18 de enero.— Esta mañana[6] seguimos hacia el sur, con el mismo tiempo bonancible. El mar parecía un espejo, el aire era tolerablemente tibio y procedente del nordeste y la temperatura del agua de 53 grados. Otra vez aprestamos nuestros aparejos de sondeo, y con una línea de ciento cincuenta brazas hallamos que la corriente que se encaminaba hacia el polo se movía a una milla por hora. Esta tendencia continua hacia el sur, tanto en el viento como en la corriente, dio que pensar, y hasta produjo alarma en ciertos sectores de la tripulación; no me fue difícil advertir que el capitán Guy estaba igualmente preocupado. Pero era hombre muy sensible al ridículo y logré finalmente que mis bromas disiparan sus aprensiones. La declinación magnética era ahora insignificante. Durante el día vimos varias ballenas y cantidad de bandadas de albatros sobrevolaron nuestro navio. Sacamos asimismo del agua un arbusto que flotaba, lleno de frutos rojos semejantes a los del espino, y el cuerpo de un animal terrestre sumamente raro. Tenía tres pies de largo, pero sólo seis pulgadas de ancho; las patas eran muy cortas, mientras las pezuñas estaban armadas de largas uñas de un escarlata brillante, cuya sustancia parecía coral. El cuerpo se hallaba cubierto de una piel lisa y sedosa, completamente blanca. La cola semejaba la de una rata y medía un pie y medio. La cara era parecida a la de un gato, salvo las orejas, que colgaban como las de un perro. Los dientes tenían el mismo color escarlata de las garras.
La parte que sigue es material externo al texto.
//! Classification types

use rust_decimal::Decimal;
use rust_decimal_macros::dec;
use serde::{Deserialize, Serialize};

/// Threshold applied when the caller does not supply one (0.5 = 50%)
pub const DEFAULT_DEVIATION_THRESHOLD: Decimal = dec!(0.5);

/// A number as it arrives from a form or JSON payload
#[derive(Debug, Clone, PartialEq, Serialize, Deserialize)]
#[serde(untagged)]
pub enum RawNumber {
    /// JSON number
    Number(serde_json::Number),
    /// Text entered by a moderator
    Text(String),
}

impl From<Decimal> for RawNumber {
    fn from(value: Decimal) -> Self {
        RawNumber::Text(value.to_string())
    }
}

impl From<&str> for RawNumber {
    fn from(value: &str) -> Self {
        RawNumber::Text(value.to_string())
    }
}

impl From<i64> for RawNumber {
    fn from(value: i64) -> Self {
        RawNumber::Number(value.into())
    }
}

/// Unvalidated input to the flagging flow
#[derive(Debug, Clone, Serialize, Deserialize)]
#[serde(rename_all = "camelCase")]
pub struct FlagPriceInput {
    /// Submitted price
    pub price: RawNumber,
    /// Reference average for the same product/region
    pub average_price: RawNumber,
    /// Fractional threshold, defaults to 0.5
    #[serde(default, skip_serializing_if = "Option::is_none")]
    pub deviation_threshold: Option<RawNumber>,
}

impl FlagPriceInput {
    /// Build an input from already-typed decimals
    pub fn new(
        price: Decimal,
        average_price: Decimal,
        deviation_threshold: Option<Decimal>,
    ) -> Self {
        Self {
            price: price.into(),
            average_price: average_price.into(),
            deviation_threshold: deviation_threshold.map(Into::into),
        }
    }
}

/// A validated classification request
///
/// Only obtainable through the validator, so every instance has strictly
/// positive price, average and threshold.
#[derive(Debug, Clone, Copy, PartialEq, Eq)]
pub struct ClassificationRequest {
    pub(super) submitted_price: Decimal,
    pub(super) average_price: Decimal,
    pub(super) deviation_threshold: Decimal,
}

impl ClassificationRequest {
    pub fn submitted_price(&self) -> Decimal {
        self.submitted_price
    }

    pub fn average_price(&self) -> Decimal {
        self.average_price
    }

    pub fn deviation_threshold(&self) -> Decimal {
        self.deviation_threshold
    }
}

/// Outcome of classifying a single submission
#[derive(Debug, Clone, PartialEq, Eq, Serialize, Deserialize)]
#[serde(rename_all = "camelCase")]
pub struct ClassificationResult {
    /// True iff the deviation ratio exceeds the threshold
    pub is_suspicious: bool,
    /// `|submitted - average| / average`
    pub deviation_ratio: Decimal,
    /// Explanation, present only when suspicious
    #[serde(default, skip_serializing_if = "Option::is_none")]
    pub reason: Option<String>,
}

/// Wire shape returned to callers of the flagging flow
#[derive(Debug, Clone, PartialEq, Eq, Serialize, Deserialize)]
#[serde(rename_all = "camelCase")]
pub struct FlagPriceOutput {
    pub is_suspicious: bool,
    #[serde(default, skip_serializing_if = "Option::is_none")]
    pub reason: Option<String>,
}

impl From<&ClassificationResult> for FlagPriceOutput {
    fn from(result: &ClassificationResult) -> Self {
        Self {
            is_suspicious: result.is_suspicious,
            reason: result.reason.clone(),
        }
    }
}

impl From<ClassificationResult> for FlagPriceOutput {
    fn from(result: ClassificationResult) -> Self {
        Self {
            is_suspicious: result.is_suspicious,
            reason: result.reason,
        }
    }
}
//! Fuel station records and map data

use crate::audit::{AuditAction, AuditEntry, AuditLog};
use crate::backend::AdminStore;
use crate::error::{AdminError, ValidationError};
use crate::pagination::{Page, PageRequest};
use crate::region::canonical_state;
use serde::{Deserialize, Serialize};
use std::sync::Arc;

/// Geographic centre of Nigeria, the map's default view
pub const NIGERIA_CENTER: Coordinates = Coordinates {
    lat: 9.0820,
    lng: 8.6753,
};

/// Default map zoom level
pub const DEFAULT_ZOOM: u8 = 6;

/// Whether a station is currently listed
#[derive(Debug, Clone, Copy, PartialEq, Eq, Serialize, Deserialize, Default)]
pub enum StationStatus {
    #[default]
    Active,
    Inactive,
}

/// A fuel station
#[derive(Debug, Clone, PartialEq, Serialize, Deserialize)]
pub struct Station {
    pub id: i64,
    pub name: String,
    #[serde(default)]
    pub address: Option<String>,
    pub state: String,
    #[serde(default)]
    pub status: StationStatus,
    /// Number of price submissions received
    #[serde(default)]
    pub submissions: u64,
    #[serde(default)]
    pub latitude: Option<f64>,
    #[serde(default)]
    pub longitude: Option<f64>,
    /// Free-form notes, e.g. "24/7 service, ATM available"
    #[serde(default)]
    pub metadata: Option<String>,
}

/// Station fields accepted when registering a new station
#[derive(Debug, Clone, PartialEq, Serialize, Deserialize)]
pub struct NewStation {
    pub name: String,
    pub address: Option<String>,
    pub state: String,
    pub metadata: Option<String>,
}

impl NewStation {
    /// Trim fields, require name and state, and canonicalise the state
    pub fn validate(self) -> Result<Self, ValidationError> {
        let name = self.name.trim().to_string();
        if name.is_empty() {
            return Err(ValidationError::Blank("name"));
        }
        if self.state.trim().is_empty() {
            return Err(ValidationError::Blank("state"));
        }
        let state = canonical_state(&self.state)
            .ok_or_else(|| ValidationError::UnknownState(self.state.clone()))?;

        Ok(Self {
            name,
            address: non_blank(self.address),
            state: state.to_string(),
            metadata: non_blank(self.metadata),
        })
    }
}

fn non_blank(value: Option<String>) -> Option<String> {
    value
        .map(|v| v.trim().to_string())
        .filter(|v| !v.is_empty())
}

/// Station row as returned by the coordinates query
#[derive(Debug, Clone, PartialEq, Serialize, Deserialize)]
pub struct StationLocation {
    pub id: i64,
    pub name: String,
    pub latitude: Option<f64>,
    pub longitude: Option<f64>,
}

/// A latitude/longitude pair
#[derive(Debug, Clone, Copy, PartialEq, Serialize, Deserialize)]
pub struct Coordinates {
    pub lat: f64,
    pub lng: f64,
}

/// A pin on the station map
#[derive(Debug, Clone, PartialEq, Serialize, Deserialize)]
pub struct MapMarker {
    pub id: i64,
    pub title: String,
    pub position: Coordinates,
}

/// Everything a map renderer needs
#[derive(Debug, Clone, PartialEq, Serialize, Deserialize)]
pub struct MapView {
    pub center: Coordinates,
    pub zoom: u8,
    pub markers: Vec<MapMarker>,
}

/// Markers for stations with both coordinates; the rest are skipped
pub fn markers_from(locations: &[StationLocation]) -> Vec<MapMarker> {
    locations
        .iter()
        .filter_map(|s| match (s.latitude, s.longitude) {
            (Some(lat), Some(lng)) => Some(MapMarker {
                id: s.id,
                title: s.name.clone(),
                position: Coordinates { lat, lng },
            }),
            _ => None,
        })
        .collect()
}

/// Station management operations
pub struct StationService {
    store: Arc<dyn AdminStore>,
    audit: Arc<dyn AuditLog>,
    actor: String,
    page_size: u32,
}

impl StationService {
    pub fn new(
        store: Arc<dyn AdminStore>,
        audit: Arc<dyn AuditLog>,
        actor: impl Into<String>,
        page_size: u32,
    ) -> Self {
        Self {
            store,
            audit,
            actor: actor.into(),
            page_size,
        }
    }

    /// List stations, one page at a time
    pub async fn list(&self, page: u32) -> Result<Page<Station>, AdminError> {
        let request = PageRequest::new(page, self.page_size)?;
        let listing = self
            .store
            .list_stations(request.limit(), request.offset())
            .await?;
        Ok(Page::new(listing.rows, listing.total, request))
    }

    /// Validate and register a new station
    pub async fn add(&self, station: NewStation) -> Result<Station, AdminError> {
        let station = station.validate()?;
        let created = self.store.insert_station(&station).await?;

        tracing::info!(station_id = created.id, name = %created.name, "Station created");
        self.audit.record(AuditEntry::new(
            &self.actor,
            AuditAction::CreateStation,
            format!("Created station #{} ({})", created.id, created.name),
        ));
        Ok(created)
    }

    /// Map data for all stations with known coordinates
    pub async fn map(&self) -> Result<MapView, AdminError> {
        let locations = self.store.station_locations().await?;
        let markers = markers_from(&locations);
        tracing::debug!(
            fetched = locations.len(),
            plotted = markers.len(),
            "Built station map"
        );
        Ok(MapView {
            center: NIGERIA_CENTER,
            zoom: DEFAULT_ZOOM,
            markers,
        })
    }
}
//! Classification request validation

use super::types::{ClassificationRequest, FlagPriceInput, RawNumber, DEFAULT_DEVIATION_THRESHOLD};
use crate::error::ValidationError;
use rust_decimal::Decimal;
use rust_decimal_macros::dec;
use std::str::FromStr;

impl ClassificationRequest {
    /// Validate typed inputs, applying the default threshold when absent
    pub fn new(
        submitted_price: Decimal,
        average_price: Decimal,
        deviation_threshold: Option<Decimal>,
    ) -> Result<Self, ValidationError> {
        Self::with_default_threshold(
            submitted_price,
            average_price,
            deviation_threshold,
            DEFAULT_DEVIATION_THRESHOLD,
        )
    }

    /// Validate typed inputs against a caller-chosen default threshold
    pub fn with_default_threshold(
        submitted_price: Decimal,
        average_price: Decimal,
        deviation_threshold: Option<Decimal>,
        default_threshold: Decimal,
    ) -> Result<Self, ValidationError> {
        if submitted_price <= Decimal::ZERO {
            return Err(ValidationError::NonPositivePrice(submitted_price));
        }
        if average_price <= Decimal::ZERO {
            return Err(ValidationError::NonPositiveAverage(average_price));
        }

        let deviation_threshold = deviation_threshold.unwrap_or(default_threshold);
        if deviation_threshold <= Decimal::ZERO {
            return Err(ValidationError::NonPositiveThreshold(deviation_threshold));
        }

        // The ratio and its percentage must both fit in a Decimal
        let representable = (submitted_price - average_price)
            .abs()
            .checked_div(average_price)
            .and_then(|ratio| ratio.checked_mul(dec!(100)))
            .is_some();
        if !representable {
            return Err(ValidationError::DeviationOutOfRange {
                price: submitted_price,
                average: average_price,
            });
        }

        Ok(Self {
            submitted_price,
            average_price,
            deviation_threshold,
        })
    }

    /// Validate text inputs, e.g. straight from CLI arguments
    pub fn from_raw(
        price: &str,
        average_price: &str,
        deviation_threshold: Option<&str>,
    ) -> Result<Self, ValidationError> {
        let price = parse_decimal("price", price)?;
        let average_price = parse_decimal("averagePrice", average_price)?;
        let threshold = deviation_threshold
            .map(|t| parse_decimal("deviationThreshold", t))
            .transpose()?;
        Self::new(price, average_price, threshold)
    }
}

/// Validate a wire input using the standard 0.5 default
pub fn validate(input: &FlagPriceInput) -> Result<ClassificationRequest, ValidationError> {
    validate_with_default(input, DEFAULT_DEVIATION_THRESHOLD)
}

/// Validate a wire input with a configured default threshold
pub fn validate_with_default(
    input: &FlagPriceInput,
    default_threshold: Decimal,
) -> Result<ClassificationRequest, ValidationError> {
    let price = raw_to_decimal("price", &input.price)?;
    let average_price = raw_to_decimal("averagePrice", &input.average_price)?;
    let threshold = input
        .deviation_threshold
        .as_ref()
        .map(|t| raw_to_decimal("deviationThreshold", t))
        .transpose()?;

    ClassificationRequest::with_default_threshold(
        price,
        average_price,
        threshold,
        default_threshold,
    )
}

fn raw_to_decimal(field: &'static str, raw: &RawNumber) -> Result<Decimal, ValidationError> {
    match raw {
        RawNumber::Number(n) => parse_decimal(field, &n.to_string()),
        RawNumber::Text(s) => parse_decimal(field, s),
    }
}

/// Parse plain or scientific notation
fn parse_decimal(field: &'static str, value: &str) -> Result<Decimal, ValidationError> {
    let trimmed = value.trim();
    Decimal::from_str(trimmed)
        .or_else(|_| Decimal::from_scientific(trimmed))
        .map_err(|_| ValidationError::NotANumber {
            field,
            value: value.to_string(),
        })
}
//! Error taxonomy

use rust_decimal::Decimal;
use thiserror::Error;

/// Rejected input. Always recoverable by the caller.
#[derive(Debug, Clone, PartialEq, Eq, Error)]
pub enum ValidationError {
    /// Submitted price is zero or negative
    #[error("submitted price must be greater than 0, got {0}")]
    NonPositivePrice(Decimal),
    /// Reference average is zero or negative
    #[error("average price must be greater than 0, got {0}")]
    NonPositiveAverage(Decimal),
    /// Deviation threshold is zero or negative
    #[error("deviation threshold must be greater than 0, got {0}")]
    NonPositiveThreshold(Decimal),
    /// A numeric field could not be parsed
    #[error("{field} is not a valid number: {value:?}")]
    NotANumber { field: &'static str, value: String },
    /// Deviation too large to represent, e.g. a near-zero average
    #[error("deviation of {price} from {average} is out of range")]
    DeviationOutOfRange { price: Decimal, average: Decimal },
    /// Configured page size is zero
    #[error("page size must be at least 1")]
    ZeroPageSize,
    /// A required text field is empty
    #[error("{0} is required")]
    Blank(&'static str),
    /// State name outside the known list
    #[error("unknown state: {0}")]
    UnknownState(String),
    /// Pages are numbered from 1
    #[error("page numbers start at 1")]
    PageOutOfRange,
    /// Report range ends before it starts
    #[error("date range starts after it ends")]
    InvertedDateRange,
    /// Value outside an enumerated set
    #[error("unsupported {field}: {value:?}")]
    Unrecognized { field: &'static str, value: String },
    /// Status change not allowed from the current status
    #[error("cannot {action} an account that is {from}")]
    InvalidTransition { action: &'static str, from: String },
}

/// Failure talking to the managed backend
#[derive(Debug, Error)]
pub enum BackendError {
    /// Connection, timeout or TLS failure
    #[error("backend request failed: {0}")]
    Transport(#[from] reqwest::Error),
    /// Backend answered with a non-success status
    #[error("backend returned {status}: {body}")]
    Status { status: u16, body: String },
    /// Response body did not match the expected shape
    #[error("unexpected backend response: {0}")]
    Decode(String),
}

/// Failure of the optional narrative step
#[derive(Debug, Error)]
pub enum AnnotationError {
    #[error("annotation request failed: {0}")]
    Transport(#[from] reqwest::Error),
    #[error("annotation service returned {0}")]
    Status(u16),
    #[error("annotation service is not configured")]
    NotConfigured,
}

/// Errors surfaced by the admin services
#[derive(Debug, Error)]
pub enum AdminError {
    #[error(transparent)]
    Validation(#[from] ValidationError),
    #[error(transparent)]
    Backend(#[from] BackendError),
    /// Record lookup came back empty
    #[error("{0} not found")]
    NotFound(String),
}

/// Errors from report generation
#[derive(Debug, Error)]
pub enum ReportError {
    #[error("no data found for the selected criteria")]
    NoData,
    #[error("{0} export is not yet implemented")]
    UnsupportedFormat(String),
    #[error(transparent)]
    Validation(#[from] ValidationError),
    #[error(transparent)]
    Backend(#[from] BackendError),
    #[error("failed to encode CSV: {0}")]
    Csv(#[from] csv::Error),
    #[error("failed to write report: {0}")]
    Io(#[from] std::io::Error),
}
19 de enero.— Hallándonos hoy a los 83° 20' de latitud y a los 43° 5' de longitud oeste, con un mar de color extraordinariamente oscuro, el vigía volvió a señalar tierra, y luego de un atento examen comprobamos que la costa avistada formaba parte de un gran archipiélago. La costa era de acantilados y el interior parecía muy arbolado, lo cual nos alegró mucho. Cuatro horas después fondeábamos con diez brazas y en fondo arenoso a una legua de la costa, pues una intensa resaca, con grandes ondulaciones aquí y allá, no hacía aconsejable una mayor cercanía. Se ordenó bajar los dos botes mayores, y un grupo de hombres bien armados (entre los cuales nos contábamos Peters y yo) salimos a buscar un paso en los arrecifes que parecían circundar la isla. Después de algún tiempo dimos con un pasaje, y nos disponíamos a franquearlo cuando vimos cuatro grandes canoas, que zarpaban desde la costa, llenas de hombres que parecían bien armados. Los esperamos, y como avanzaban con gran rapidez, no tardaron en aproximarse lo bastante como para cambiar palabras. El capitán Guy enarboló un pañuelo blanco en lo alto de un remo y, al verlo, los desconocidos se detuvieron mientras vociferaban cosas incomprensibles, mezcladas con ocasionales gritos entre los cuales alcanzamos a distinguir las palabras «¡Anamoo-moo!» y «¡Lama-Lama!». Continuaron en la misma forma una media hora, durante la cual tuvimos amplia oportunidad de observar su apariencia.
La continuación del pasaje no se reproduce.